I presume each of the columns is a stat relating to a different PC axis but what is this stat, does it represent PCAngsd-s1/s2? Sorry if this is a silly question but I've scoured through the paper, supp materials and postings here and struggling to get a resolution.

Thank you!

Dan

Rosemeis commented 1 year ago

Hi both of you! Sorry for the late response but I just came back from vacation. :-)

@shirasegoby There is only one PC outputted, as there was only one PC detected (or you might have manually set it to 1) to capture population structure such that only one PC is used to detect selection. In the newer version of PCAngsd, you can still perform selection scans for more PCs by using "--selection_e INT".
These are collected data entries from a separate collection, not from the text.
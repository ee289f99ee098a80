use chrono::NaiveDate;
use rust_decimal::Decimal;
use serde::{Deserialize, Serialize};
use serde_json::{Map, Value};
use utoipa::ToSchema;
use validator::{Validate, ValidationError};

use super::normalize;

/// Raw keys of a part record in `parts-collection`
pub mod keys {
    pub const DESCRIPTION: &str = "description";
    pub const STANDARD_PRICE: &str = "standardPrice";
    pub const DEALER_PRICE: &str = "dealerPrice";
    pub const CUSTOMER_PRICE: &str = "customerPrice";
    pub const STOCK_QTY: &str = "stockQty";
    pub const SUPPLIER: &str = "supplier";
    pub const SALES_QTY: &str = "salesQty";
    pub const SALES_AMOUNT: &str = "salesAmount";
    pub const PURCHASE_QTY: &str = "purchaseQty";
    pub const PURCHASE_AMOUNT: &str = "purchaseAmount";
    pub const DEALER_MARGIN: &str = "dealerMargin";
    pub const CUSTOMER_MARGIN: &str = "customerMargin";
    pub const NOTES: &str = "notes";
    pub const YEAR: &str = "year";
    pub const OBSOLETE_DATE: &str = "obsoleteDate";
    pub const ALTERNATIVES: &str = "alternatives";
}

/// Quantity and invoiced amount for the reporting year
#[derive(Debug, Clone, Default, PartialEq, Serialize, Deserialize, ToSchema)]
pub struct TradeFigures {
    pub quantity: Option<Decimal>,
    pub amount: Option<Decimal>,
}

/// Fields maintained through the admin screen
#[derive(Debug, Clone, Default, PartialEq, Serialize, Deserialize, ToSchema)]
pub struct AdminFields {
    pub notes: Option<String>,
    pub year: Option<String>,
    pub obsolete_date: Option<String>,
    pub alternatives: Vec<String>,
}

/// One purchasable component, keyed by its part code
#[derive(Debug, Clone, PartialEq, Serialize, Deserialize, ToSchema)]
pub struct PartRecord {
    pub code: String,
    pub description: Option<String>,
    pub standard_price: Option<Decimal>,
    pub dealer_price: Option<Decimal>,
    pub customer_price: Option<Decimal>,
    pub stock: u64,
    pub supplier: Option<String>,
    pub sales: TradeFigures,
    pub purchases: TradeFigures,
    pub dealer_margin_pct: Option<Decimal>,
    pub customer_margin_pct: Option<Decimal>,
    pub admin: AdminFields,
}

impl PartRecord {
    /// Normalizes a raw store record. Non-object values yield a record with
    /// only the code set.
    pub fn from_raw(code: &str, raw: &Value) -> Self {
        let empty = Map::new();
        let raw = raw.as_object().unwrap_or(&empty);
        Self {
            code: code.to_string(),
            description: normalize::text(raw, keys::DESCRIPTION),
            standard_price: normalize::decimal(raw, keys::STANDARD_PRICE),
            dealer_price: normalize::decimal(raw, keys::DEALER_PRICE),
            customer_price: normalize::decimal(raw, keys::CUSTOMER_PRICE),
            stock: normalize::quantity(raw, keys::STOCK_QTY),
            supplier: normalize::text(raw, keys::SUPPLIER),
            sales: TradeFigures {
                quantity: normalize::decimal(raw, keys::SALES_QTY),
                amount: normalize::decimal(raw, keys::SALES_AMOUNT),
            },
            purchases: TradeFigures {
                quantity: normalize::decimal(raw, keys::PURCHASE_QTY),
                amount: normalize::decimal(raw, keys::PURCHASE_AMOUNT),
            },
            dealer_margin_pct: normalize::decimal(raw, keys::DEALER_MARGIN),
            customer_margin_pct: normalize::decimal(raw, keys::CUSTOMER_MARGIN),
            admin: AdminFields {
                notes: normalize::text(raw, keys::NOTES),
                year: normalize::text(raw, keys::YEAR),
                obsolete_date: normalize::text(raw, keys::OBSOLETE_DATE),
                alternatives: normalize::text(raw, keys::ALTERNATIVES)
                    .map(|list| normalize::code_list(&list))
                    .unwrap_or_default(),
            },
        }
    }

    pub fn in_stock(&self) -> bool {
        self.stock > 0
    }

    /// Standard price times stock, missing price counting as zero
    pub fn stock_value(&self) -> Decimal {
        self.standard_price.unwrap_or(Decimal::ZERO) * Decimal::from(self.stock)
    }
}

/// Partial update of the admin fields. Absent fields are left untouched;
/// an empty string clears a field.
#[derive(Debug, Clone, Default, Deserialize, Serialize, Validate, ToSchema)]
pub struct PartAdminUpdate {
    #[validate(length(max = 4000))]
    pub notes: Option<String>,
    #[validate(custom = "validate_year")]
    pub year: Option<String>,
    #[validate(custom = "validate_obsolete_date")]
    pub obsolete_date: Option<String>,
    #[validate(length(max = 2000))]
    pub alternatives: Option<String>,
}

impl PartAdminUpdate {
    pub fn is_empty(&self) -> bool {
        self.notes.is_none()
            && self.year.is_none()
            && self.obsolete_date.is_none()
            && self.alternatives.is_none()
    }

    /// Overlays the present fields onto a raw record, leaving every other key as stored
    pub fn merge_into(&self, code: &str, raw: &mut Map<String, Value>) {
        let mut put = |key: &str, value: &Option<String>| {
            if let Some(value) = value {
                raw.insert(key.to_string(), Value::String(value.trim().to_string()));
            }
        };
        put(keys::NOTES, &self.notes);
        put(keys::YEAR, &self.year);
        put(keys::OBSOLETE_DATE, &self.obsolete_date);

        if let Some(alternatives) = &self.alternatives {
            let cleaned: Vec<String> = normalize::code_list(alternatives)
                .into_iter()
                .filter(|alt| !alt.eq_ignore_ascii_case(code))
                .collect();
            raw.insert(
                keys::ALTERNATIVES.to_string(),
                Value::String(cleaned.join(",")),
            );
        }
    }
}

fn validate_year(year: &str) -> Result<(), ValidationError> {
    let year = year.trim();
    if year.is_empty() || (year.len() == 4 && year.chars().all(|c| c.is_ascii_digit())) {
        Ok(())
    } else {
        let mut err = ValidationError::new("year");
        err.message = Some("year must be four digits".into());
        Err(err)
    }
}

fn validate_obsolete_date(date: &str) -> Result<(), ValidationError> {
    let date = date.trim();
    if date.is_empty() || NaiveDate::parse_from_str(date, "%Y-%m-%d").is_ok() {
        Ok(())
    } else {
        let mut err = ValidationError::new("obsolete_date");
        err.message = Some("obsolete_date must be formatted YYYY-MM-DD".into());
        Err(err)
    }
}
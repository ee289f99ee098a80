//! Typed records of the parts catalogue.
//!
//! Everything read from the store passes through `normalize` once, at the
//! data-access boundary; code above this layer never sees raw JSON.

pub mod application;
pub mod bom;
pub mod normalize;
pub mod part;

pub use application::{ApplicationStatus, ImageUpload, NewApplication, PartApplication, Urgency};
pub use bom::{BomComponent, BomLine, BomView, PartEnrichment};
pub use part::{AdminFields, PartAdminUpdate, PartRecord, TradeFigures};
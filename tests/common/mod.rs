#![allow(dead_code)]

use std::sync::Arc;

use async_trait::async_trait;
use axum::{
    body::{to_bytes, Body},
    http::{Method, Request},
    Router,
};
use parts_catalog::{
    app_router,
    config::AppConfig,
    handlers::AppServices,
    logging::discard_logger,
    store::{DocumentStore, InMemoryBlobStore, InMemoryStore, StoreError},
    AppState, Backends,
};
use serde_json::{json, Value};
use tower::ServiceExt;

pub const BOM_MODEL: &str = "X5-2020";

/// Catalogue used by most tests: six parts over three suppliers, one BoM
/// model whose third component has no part record.
pub fn seed() -> Value {
    json!({
        "parts-collection": {
            "BP-100": {
                "description": "Brake pad front",
                "standardPrice": "45.50",
                "dealerPrice": 40,
                "customerPrice": 55,
                "stockQty": 12,
                "supplier": "Bosch",
                "salesQty": 30,
                "salesAmount": "1650",
                "notes": "old"
            },
            "BP-200": {
                "description": "Brake pad rear",
                "standardPrice": 39,
                "stockQty": 0,
                "supplier": "Bosch"
            },
            "OF-10": {
                "description": "Oil filter",
                "standardPrice": 8.25,
                "stockQty": "140",
                "supplier": "Mann"
            },
            "AF-20": {
                "description": "Air filter",
                "standardPrice": 14,
                "stockQty": 3,
                "supplier": "Mann"
            },
            "SP-01": {
                "description": "Spark plug iridium",
                "standardPrice": 12,
                "stockQty": 64,
                "supplier": "NGK"
            },
            "WB-77": {
                "description": "Wiper blade",
                "stockQty": 0
            }
        },
        "bom-collection": {
            "X5-2020": {
                "BP-100": {"description": "Front brake pad set", "standardPrice": 45.5, "supplier": "Bosch"},
                "OF-10": {"description": "Engine oil filter", "standardPrice": 8.25, "supplier": "Mann"},
                "GX-999": {"description": "Gearbox mount", "standardPrice": 120, "supplier": "ZF"}
            },
            "Y3-2018": {
                "SP-01": {"description": "Spark plug", "standardPrice": 12, "supplier": "NGK"}
            }
        }
    })
}

/// Document store whose every call fails, as when the remote database is unreachable
#[derive(Debug, Default)]
pub struct OfflineStore;

fn offline() -> StoreError {
    StoreError::Backend("connection refused".to_string())
}

#[async_trait]
impl DocumentStore for OfflineStore {
    async fn get(&self, _path: &str) -> Result<Option<Value>, StoreError> {
        Err(offline())
    }

    async fn set(&self, _path: &str, _value: Value) -> Result<(), StoreError> {
        Err(offline())
    }

    async fn child_keys(&self, _path: &str) -> Result<Vec<String>, StoreError> {
        Err(offline())
    }

    fn generate_key(&self, _collection: &str) -> String {
        "offline-key".to_string()
    }

    async fn ping(&self) -> Result<(), StoreError> {
        Err(offline())
    }
}

/// Router over in-memory stores, driven in-process with `oneshot`
pub struct TestApp {
    router: Router,
    pub state: AppState,
    pub documents: Arc<dyn DocumentStore>,
    pub blobs: Arc<InMemoryBlobStore>,
}

impl TestApp {
    pub fn new() -> Self {
        Self::with_documents(Arc::new(InMemoryStore::with_data(seed())))
    }

    pub fn offline() -> Self {
        Self::with_documents(Arc::new(OfflineStore))
    }

    pub fn with_documents(documents: Arc<dyn DocumentStore>) -> Self {
        let mut cfg = AppConfig::new("127.0.0.1".to_string(), 18_080, "test".to_string());
        cfg.cors_allow_any_origin = true;

        let blobs = Arc::new(InMemoryBlobStore::new());
        let backends = Backends {
            documents: documents.clone(),
            blobs: blobs.clone(),
        };
        let services = AppServices::new(&backends, &cfg, &discard_logger());
        let state = AppState {
            config: cfg,
            services,
            store: documents.clone(),
        };

        Self {
            router: app_router(state.clone()),
            state,
            documents,
            blobs,
        }
    }

    /// Send a request, with an optional JSON body
    pub async fn request(
        &self,
        method: Method,
        uri: &str,
        body: Option<Value>,
    ) -> axum::response::Response {
        let mut builder = Request::builder().method(method).uri(uri);

        let body = if let Some(json) = body {
            builder = builder.header("content-type", "application/json");
            Body::from(serde_json::to_vec(&json).expect("failed to serialize json request body"))
        } else {
            Body::empty()
        };

        let request = builder.body(body).expect("failed to build request");
        self.router
            .clone()
            .oneshot(request)
            .await
            .expect("router error during test request")
    }

    /// Send raw bytes with an explicit content type
    pub async fn request_bytes(
        &self,
        method: Method,
        uri: &str,
        content_type: &str,
        bytes: Vec<u8>,
    ) -> axum::response::Response {
        let request = Request::builder()
            .method(method)
            .uri(uri)
            .header("content-type", content_type)
            .body(Body::from(bytes))
            .expect("failed to build request");
        self.router
            .clone()
            .oneshot(request)
            .await
            .expect("router error during test request")
    }

    /// Submits a ticket and returns its id
    pub async fn submit(&self, body: Value) -> String {
        let response = self
            .request(Method::POST, "/api/v1/applications", Some(body))
            .await;
        assert_eq!(response.status(), 201, "submission rejected");
        let body = json_body(response).await;
        body["data"]["id"]
            .as_str()
            .expect("submission response carries an id")
            .to_string()
    }
}

pub async fn body_bytes(response: axum::response::Response) -> Vec<u8> {
    to_bytes(response.into_body(), usize::MAX)
        .await
        .expect("failed to read response body")
        .to_vec()
}

pub async fn json_body(response: axum::response::Response) -> Value {
    let bytes = body_bytes(response).await;
    serde_json::from_slice(&bytes).expect("response body is not JSON")
}

/// Codes of the parts in a catalogue page response
pub fn item_codes(body: &Value) -> Vec<String> {
    body["data"]["items"]
        .as_array()
        .map(|items| {
            items
                .iter()
                .filter_map(|item| item["code"].as_str().map(str::to_string))
                .collect()
        })
        .unwrap_or_default()
}

/// One-pixel PNG, base64-encoded as the submission form sends it
pub const TINY_PNG_BASE64: &str =
    "iVBORw0KGgoAAAANSUhEUgAAAAEAAAABCAYAAAAfFcSJAAAADUlEQVR42mNkYPhfDwAChwGA60e6kgAAAABJRU5ErkJggg==";

pub fn tiny_png() -> Vec<u8> {
    use base64::Engine;
    base64::engine::general_purpose::STANDARD
        .decode(TINY_PNG_BASE64)
        .expect("valid base64")
}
@DanielOsmond Yes exactly, each column refer to selection stats of each PC that was detected to capture population structure. The selection scan details are unfortunately not part of the original paper but it is in this one: https://doi.org/10.1186/s12859-021-04375-2 So the selection statistics are chi-square distributed with 1 degree of freedom.

Please feel free to ask more questions! :-)

Best, Jonas

shirasegoby commented 1 year ago

Hi Jonas,

I hope you had a good holiday. I understand well. Thank you very much!!

Best, Shotaro

DanielOsmond commented 1 year ago

Thanks for the reply Jonas, that's exactly what I was after. Thank you for helping!

akimmitt commented 11 months ago

Hello! I similarly was getting 1 column of output for my -pcadapt function when I did not specify "--selection_e" I added to my script "--selection_e 2", and while I'm now getting two columns of data, the columns have different z-scores for PC1 compared to the original PC1 (when --selection_e was not specified). Why would these values be different? Are z-scores not be calculated for the PCs independently?